Does it matter that we have different experiences? Does it matter that some of us experienced a crisis (also somewhat of a black box requiring explication) only once, and whether or not we were locked up and therefore claim a survivor identity? Does it matter if we still experience trauma from being locked up? Does it matter if the only discrimination we currently face is by identifying as a survivor, bearing witness and fighting for abolition, and thus confronting all the prejudice that reads ‘survivor of psychiatric violence’ as ‘mental patient’, ‘mentally ill person’? Who has the choice to identify in or out, and how much depends on political solidarity? If my identification as a survivor and indelibly part of ‘this collective’ is based on bearing witness, declaring ‘never again’ and understanding that no one in ‘this collective’ of identities related to madness is differently situated than me in that we all have been or are vulnerable to being exposed to psychiatric violence and related oppression – is it a personal identity? Does it say anything about me, other than that I refuse to exempt myself, refuse to escape a collective fate? (Well, I personally stay far away from psychiatry and there is no one left in my life who has an agenda of psychiatrizing me, so I don’t feel myself to be at risk except as a form of political retaliation that could mobilize my identity and acknowledged history, and this comes to the surface when I am called upon to take risks in any kind of activism for human rights. But beyond that, is there a survivor guilt or simply a political commitment and calling to do the work I do?)

Problematizing identities and the choice to not identify

I need to problematize these identities and the diversity within our collective, because the choice of whether to identify or not is political, especially when a person is doing work on ‘our issues’. That is to say, when a person is in a position of advocating ‘for the human rights of people with psychosocial disabilities’ or pronouncing on these rights in an official capacity, and has had relevant experiences but feels that they do not really qualify or prefers not to take on the identity in doing the work. Sometimes people in such roles openly acknowledge that they use mental health services, and may also consider that they are being treated for a ‘mental health condition’, but balk at the suggestion that this places them within the collective of ‘people with psychosocial disabilities’. (They should know, by the way, that the Committee on the Rights of Persons with Disabilities instructed Spain that it could not maintain a false distinction between people with mental health conditions and people with psychosocial disabilities; for purposes of the Convention all people with mental health conditions are to be treated as people with psychosocial disabilities. This came in the context of Spain having argued that the Committee’s recommendations to repeal legislation authorizing deprivation of liberty based on psychosocial disability had nothing to do with Spain, because their legislation only authorized involuntary hospitalization based on a mental health condition. Well, that was a non-starter for the CRPD Committee which emphatically told them otherwise. (This illustrates a material convergence of interests irrespective of whether or not an individual chooses to self-identify.))
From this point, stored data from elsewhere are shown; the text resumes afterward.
//! Page-level settings edits.

use bio_common::{Handle, ServiceError, ServiceResult};
use bio_layout::Page;
use serde::{Deserialize, Serialize};

/// Partial update of a page's settings; absent fields are left alone
///
/// An empty `description` or `image_url` clears the field.
#[derive(Debug, Clone, Default, PartialEq, Serialize, Deserialize)]
#[serde(rename_all = "camelCase")]
pub struct PageSettings {
    #[serde(default, skip_serializing_if = "Option::is_none")]
    pub title: Option<String>,
    #[serde(default, skip_serializing_if = "Option::is_none")]
    pub description: Option<String>,
    #[serde(default, skip_serializing_if = "Option::is_none")]
    pub image_url: Option<String>,
    #[serde(default, skip_serializing_if = "Option::is_none")]
    pub is_public: Option<bool>,
    /// Raw handle input, normalized with [`Handle::parse`]
    #[serde(default, skip_serializing_if = "Option::is_none")]
    pub handle: Option<String>,
}

impl PageSettings {
    pub fn title(title: impl Into<String>) -> Self {
        Self {
            title: Some(title.into()),
            ..Self::default()
        }
    }

    pub fn handle(raw: impl Into<String>) -> Self {
        Self {
            handle: Some(raw.into()),
            ..Self::default()
        }
    }

    pub fn visibility(is_public: bool) -> Self {
        Self {
            is_public: Some(is_public),
            ..Self::default()
        }
    }

    /// Normalized new handle, if one was requested
    pub fn parsed_handle(&self) -> ServiceResult<Option<Handle>> {
        self.handle
            .as_deref()
            .map(Handle::parse)
            .transpose()
            .map_err(ServiceError::from)
    }

    /// Check every field without touching a page
    pub fn validate(&self) -> ServiceResult<()> {
        if let Some(title) = &self.title {
            if title.trim().is_empty() {
                return Err(ServiceError::validation("title cannot be empty"));
            }
        }
        self.parsed_handle()?;
        Ok(())
    }

    /// Next state of `page` with these settings applied
    pub fn apply(&self, page: &Page) -> ServiceResult<Page> {
        self.validate()?;

        let mut next = page.clone();
        if let Some(title) = &self.title {
            next.title = title.trim().to_string();
        }
        if let Some(description) = &self.description {
            next.description = non_empty(description);
        }
        if let Some(image_url) = &self.image_url {
            next.image_url = non_empty(image_url);
        }
        if let Some(is_public) = self.is_public {
            next.is_public = is_public;
        }
        if let Some(handle) = self.parsed_handle()? {
            next.handle = handle;
        }
        Ok(next)
    }
}

fn non_empty(value: &str) -> Option<String> {
    let trimmed = value.trim();
    (!trimmed.is_empty()).then(|| trimmed.to_string())
}
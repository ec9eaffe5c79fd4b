//! In-memory page store.
//!
//! State lives behind a `std::sync::Mutex` that is never held across an
//! `.await`. Pages are keyed by id; each page owns its block list.

use crate::settings::PageSettings;
use crate::store::PageStore;
use async_trait::async_trait;
use bio_common::{Handle, ServiceError, ServiceResult, UserId};
use bio_layout::{
    add_block, apply_layout_payload, delete_block, patch::compare_blocks, patch_content, to_engine,
    to_storage, Block, BlockContent, BlockPosition, Breakpoint, ContentPatch, GridBounds, Page,
    Profile,
};
use chrono::Utc;
use std::collections::HashMap;
use std::sync::{Mutex, MutexGuard, PoisonError};
use std::time::Duration;
use tracing::{debug, info, instrument, warn};
use uuid::Uuid;

#[derive(Debug, Default)]
struct StoreState {
    pages: HashMap<String, Page>,
    blocks: HashMap<String, Vec<Block>>,
    fail_next: Option<ServiceError>,
    calls: usize,
}

impl StoreState {
    fn page_by_handle(&self, handle: &Handle) -> Option<&Page> {
        self.pages.values().find(|p| p.handle == *handle)
    }

    fn page(&self, page_id: &str) -> ServiceResult<&Page> {
        self.pages
            .get(page_id)
            .ok_or_else(|| ServiceError::NotFound(format!("page {page_id}")))
    }

    fn page_of_block(&self, block_id: &str) -> ServiceResult<&Page> {
        self.blocks
            .iter()
            .find(|(_, blocks)| blocks.iter().any(|b| b.id == block_id))
            .and_then(|(page_id, _)| self.pages.get(page_id))
            .ok_or_else(|| ServiceError::NotFound(format!("block {block_id}")))
    }

    fn blocks(&self, page_id: &str) -> &[Block] {
        self.blocks.get(page_id).map(Vec::as_slice).unwrap_or_default()
    }

    /// Count the call and consume an injected failure
    fn begin_call(&mut self) -> ServiceResult<()> {
        self.calls += 1;
        match self.fail_next.take() {
            Some(error) => {
                debug!(%error, "Returning injected failure");
                Err(error)
            }
            None => Ok(()),
        }
    }
}

fn authorize(page: &Page, actor: Option<&UserId>) -> ServiceResult<()> {
    match actor {
        None => Err(ServiceError::Unauthenticated),
        Some(user) if page.owner_id != *user => {
            warn!(page_id = %page.id, user = %user, "Rejected mutation by non-owner");
            Err(ServiceError::Forbidden)
        }
        Some(_) => Ok(()),
    }
}

/// Reference persistence backend kept entirely in memory
#[derive(Debug, Default)]
pub struct MemoryPageStore {
    state: Mutex<StoreState>,
    latency: Option<Duration>,
}

impl MemoryPageStore {
    pub fn new() -> Self {
        Self::default()
    }

    /// Delay every call by `latency` (tokio time, so paused clocks apply)
    pub fn with_latency(mut self, latency: Duration) -> Self {
        self.latency = Some(latency);
        self
    }

    fn state(&self) -> MutexGuard<'_, StoreState> {
        self.state.lock().unwrap_or_else(PoisonError::into_inner)
    }

    async fn round_trip(&self) -> ServiceResult<()> {
        if let Some(latency) = self.latency {
            tokio::time::sleep(latency).await;
        }
        self.state().begin_call()
    }

    /// Make the next call of any kind fail with `error`
    pub fn fail_next(&self, error: ServiceError) {
        self.state().fail_next = Some(error);
    }

    /// Number of calls that reached the store
    pub fn call_count(&self) -> usize {
        self.state().calls
    }

    /// Register a page directly, bypassing the call counter
    pub fn create_page(
        &self,
        owner: &UserId,
        raw_handle: &str,
        title: impl Into<String>,
    ) -> ServiceResult<Page> {
        let handle = Handle::parse(raw_handle)?;
        let mut state = self.state();
        if state.page_by_handle(&handle).is_some() {
            return Err(ServiceError::Conflict(format!(
                "handle {} is taken",
                handle.canonical()
            )));
        }

        let ordering = state
            .pages
            .values()
            .filter(|p| p.owner_id == *owner)
            .count() as i64;
        let page = Page {
            id: Uuid::new_v4().to_string(),
            owner_id: owner.clone(),
            handle,
            title: title.into(),
            description: None,
            image_url: None,
            is_public: true,
            ordering,
        };
        state.blocks.insert(page.id.clone(), Vec::new());
        state.pages.insert(page.id.clone(), page.clone());
        info!(page_id = %page.id, handle = %page.handle, "Created page");
        Ok(page)
    }

    /// Load a complete profile, replacing anything stored under its page id
    pub fn seed(&self, profile: Profile) {
        let mut state = self.state();
        state.blocks.insert(profile.page.id.clone(), profile.blocks);
        state.pages.insert(profile.page.id.clone(), profile.page);
    }

    /// Current blocks of a page in ordering order
    pub fn blocks(&self, page_id: &str) -> Vec<Block> {
        let mut blocks = self.state().blocks(page_id).to_vec();
        blocks.sort_by(compare_blocks);
        blocks
    }
}

#[async_trait]
impl PageStore for MemoryPageStore {
    #[instrument(skip(self, handle, viewer), fields(handle = %handle))]
    async fn fetch_profile(
        &self,
        handle: &Handle,
        viewer: Option<&UserId>,
    ) -> ServiceResult<Profile> {
        self.round_trip().await?;

        let state = self.state();
        let page = state
            .page_by_handle(handle)
            .filter(|p| p.is_public || p.is_owned_by(viewer))
            .ok_or_else(|| ServiceError::NotFound(handle.canonical()))?
            .clone();

        let mut blocks = state.blocks(&page.id).to_vec();
        blocks.sort_by(compare_blocks);
        debug!(blocks = blocks.len(), "Fetched profile");
        Ok(Profile { page, blocks })
    }

    #[instrument(skip(self, actor, content), fields(kind = %content.kind()))]
    async fn create_block(
        &self,
        actor: Option<&UserId>,
        page_id: &str,
        content: BlockContent,
    ) -> ServiceResult<Block> {
        content.validate().map_err(ServiceError::Validation)?;
        self.round_trip().await?;

        let mut state = self.state();
        authorize(state.page(page_id)?, actor)?;

        let block = Block::new(Uuid::new_v4().to_string(), content)
            .with_created_at(Utc::now().to_rfc3339());
        let id = block.id.clone();
        let next = add_block(state.blocks(page_id), block)?;
        let created = next
            .iter()
            .find(|b| b.id == id)
            .cloned()
            .ok_or_else(|| ServiceError::Unexpected(format!("block {id} vanished")))?;
        state.blocks.insert(page_id.to_string(), next);

        info!(block_id = %created.id, "Created block");
        Ok(created)
    }

    #[instrument(skip(self, actor))]
    async fn delete_block(&self, actor: Option<&UserId>, block_id: &str) -> ServiceResult<()> {
        self.round_trip().await?;

        let mut state = self.state();
        let page = state.page_of_block(block_id)?;
        authorize(page, actor)?;

        let page_id = page.id.clone();
        let next = delete_block(state.blocks(&page_id), block_id)?;
        state.blocks.insert(page_id, next);
        info!("Deleted block");
        Ok(())
    }

    #[instrument(skip(self, actor, positions), fields(entries = positions.len()))]
    async fn save_layout(
        &self,
        actor: Option<&UserId>,
        page_id: &str,
        positions: Vec<BlockPosition>,
    ) -> ServiceResult<()> {
        self.round_trip().await?;

        let mut state = self.state();
        authorize(state.page(page_id)?, actor)?;

        let bounds = GridBounds::from(Breakpoint::CANONICAL);
        let blocks = state.blocks(page_id);
        let sanitized: Vec<BlockPosition> = positions
            .into_iter()
            .filter(|p| {
                let known = blocks.iter().any(|b| b.id == p.id);
                if !known {
                    debug!(block_id = %p.id, "Ignoring position for unknown block");
                }
                known
            })
            .map(|p| BlockPosition::new(p.id.clone(), to_storage(to_engine(p.rect(), bounds))))
            .collect();

        let next = apply_layout_payload(blocks, &sanitized);
        state.blocks.insert(page_id.to_string(), next);
        info!(saved = sanitized.len(), "Saved layout");
        Ok(())
    }

    #[instrument(skip(self, actor, patch), fields(kind = %patch.kind()))]
    async fn update_content(
        &self,
        actor: Option<&UserId>,
        block_id: &str,
        patch: ContentPatch,
    ) -> ServiceResult<Block> {
        self.round_trip().await?;

        let mut state = self.state();
        let page = state.page_of_block(block_id)?;
        authorize(page, actor)?;

        let page_id = page.id.clone();
        let next = patch_content(state.blocks(&page_id), block_id, &patch)?;
        let updated = next
            .iter()
            .find(|b| b.id == block_id)
            .cloned()
            .ok_or_else(|| ServiceError::NotFound(format!("block {block_id}")))?;
        state.blocks.insert(page_id, next);
        info!("Updated block content");
        Ok(updated)
    }

    #[instrument(skip(self, actor, settings))]
    async fn update_page(
        &self,
        actor: Option<&UserId>,
        page_id: &str,
        settings: PageSettings,
    ) -> ServiceResult<Page> {
        settings.validate()?;
        self.round_trip().await?;

        let mut state = self.state();
        let page = state.page(page_id)?;
        authorize(page, actor)?;

        let next = settings.apply(page)?;
        if next.handle != page.handle {
            if let Some(other) = state.page_by_handle(&next.handle) {
                warn!(handle = %next.handle, other = %other.id, "Handle already taken");
                return Err(ServiceError::Conflict(format!(
                    "handle {} is taken",
                    next.handle.canonical()
                )));
            }
        }

        state.pages.insert(page_id.to_string(), next.clone());
        info!(handle = %next.handle, "Updated page settings");
        Ok(next)
    }
}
The point is that playing word games about identity doesn’t get to the real issue. If you say you’re not a person with a disability, large numbers of people who identify as mental health service users or as survivors of psychiatry also don’t like the term disability and don’t identify with it personally; it’s a tool to claim our human rights and the concept of disability non-discrimination works well as applied to core issues of this constituency; our version of the social model of disability is that every person is fine just as they are and society needs to accommodate them and act in solidarity with them rather than trying to ‘fix’ the person – not the version that parses out impairment from social disablement and links them through the existence of barriers. If you say you’re not oppressed – well not all of us who identify have been either. Not all of us have been locked up, not all of us struggle to go off psychiatric drugs, not all of us experience long-term or intermittent distress or unusual thoughts or perceptions. Not all of us have been electroshocked, not all of us have been neurolepticized, not all of us have been put in restraints or institutionalized long-term, not all of us have been locked up. Not all of us live in poverty, not all of us experience racial oppression or oppression based on sexual orientation, gender identity, or sex. It is a heterogeneous identity or heterogeneous collective, in that it includes people whose experiences do not overlap with each other. (So what is it that leads some to identity and others not, and why does it matter?)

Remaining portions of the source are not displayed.